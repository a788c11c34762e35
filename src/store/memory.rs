use super::{CheckLogStore, IncidentStore};
use crate::error::{Error, Result};
use crate::models::{IncidentPatch, IncidentStats, IncidentZone, LocationCheckRecord, NewIncident};
use async_trait::async_trait;
use chrono::{DateTime, Utc};
use std::collections::HashSet;
use std::sync::Arc;
use tokio::sync::Mutex;
use uuid::Uuid;

/// Zones kept in creation order.
#[derive(Default)]
pub struct MemoryIncidentStore {
    zones: Mutex<Vec<IncidentZone>>,
}

impl MemoryIncidentStore {
    pub fn new() -> Self {
        Self::default()
    }

    /// Seeds the store with ready-made zones, oldest first.
    pub fn with_zones(zones: Vec<IncidentZone>) -> Self {
        Self {
            zones: Mutex::new(zones),
        }
    }
}

#[async_trait]
impl IncidentStore for MemoryIncidentStore {
    async fn create(&self, incident: NewIncident) -> Result<IncidentZone> {
        let now = Utc::now();
        let zone = IncidentZone {
            id: Uuid::new_v4(),
            title: incident.title,
            description: incident.description,
            severity: incident.severity,
            latitude: incident.latitude,
            longitude: incident.longitude,
            radius_meters: incident.radius_meters,
            is_active: true,
            created_at: now,
            updated_at: now,
        };
        self.zones.lock().await.push(zone.clone());
        Ok(zone)
    }

    async fn get_by_id(&self, id: Uuid) -> Result<IncidentZone> {
        self.zones
            .lock()
            .await
            .iter()
            .find(|z| z.id == id)
            .cloned()
            .ok_or_else(|| Error::not_found("incident", id))
    }

    async fn list(&self, limit: i64, offset: i64) -> Result<(Vec<IncidentZone>, i64)> {
        let zones = self.zones.lock().await;
        let page = zones
            .iter()
            .rev()
            .skip(offset.max(0) as usize)
            .take(limit.max(0) as usize)
            .cloned()
            .collect();
        Ok((page, zones.len() as i64))
    }

    async fn update(&self, id: Uuid, patch: IncidentPatch) -> Result<IncidentZone> {
        let mut zones = self.zones.lock().await;
        let zone = zones
            .iter_mut()
            .find(|z| z.id == id)
            .ok_or_else(|| Error::not_found("incident", id))?;
        patch.apply(zone);
        zone.updated_at = Utc::now();
        Ok(zone.clone())
    }

    async fn deactivate(&self, id: Uuid) -> Result<()> {
        let mut zones = self.zones.lock().await;
        let zone = zones
            .iter_mut()
            .find(|z| z.id == id && z.is_active)
            .ok_or_else(|| Error::not_found("incident", id))?;
        zone.is_active = false;
        zone.updated_at = Utc::now();
        Ok(())
    }

    async fn list_active(&self) -> Result<Vec<IncidentZone>> {
        Ok(self
            .zones
            .lock()
            .await
            .iter()
            .rev()
            .filter(|z| z.is_active)
            .cloned()
            .collect())
    }
}

/// Check log that answers stats queries against a sibling incident store.
pub struct MemoryCheckLogStore {
    incidents: Arc<MemoryIncidentStore>,
    records: Mutex<Vec<LocationCheckRecord>>,
}

impl MemoryCheckLogStore {
    pub fn new(incidents: Arc<MemoryIncidentStore>) -> Self {
        Self {
            incidents,
            records: Mutex::new(Vec::new()),
        }
    }

    pub async fn records(&self) -> Vec<LocationCheckRecord> {
        self.records.lock().await.clone()
    }
}

#[async_trait]
impl CheckLogStore for MemoryCheckLogStore {
    async fn create(&self, record: &LocationCheckRecord) -> Result<()> {
        let mut records = self.records.lock().await;
        if records.iter().any(|r| r.id == record.id) {
            return Err(Error::Conflict(format!(
                "duplicate location check id {}",
                record.id
            )));
        }
        records.push(record.clone());
        Ok(())
    }

    async fn stats_by_incident(&self, since: DateTime<Utc>) -> Result<Vec<IncidentStats>> {
        let active = self.incidents.list_active().await?;
        let records = self.records.lock().await;

        Ok(active
            .into_iter()
            .map(|zone| {
                let users: HashSet<&str> = records
                    .iter()
                    .filter(|r| r.checked_at >= since && r.matched_incident_ids.contains(&zone.id))
                    .map(|r| r.user_id.as_str())
                    .collect();
                IncidentStats {
                    incident_id: zone.id,
                    title: zone.title,
                    user_count: users.len() as i64,
                }
            })
            .collect())
    }
}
============
▶ [Exercise goal]
Tally the lines in the records that hold the word "usize", and state only the resulting number.

▶ [Written answer]
2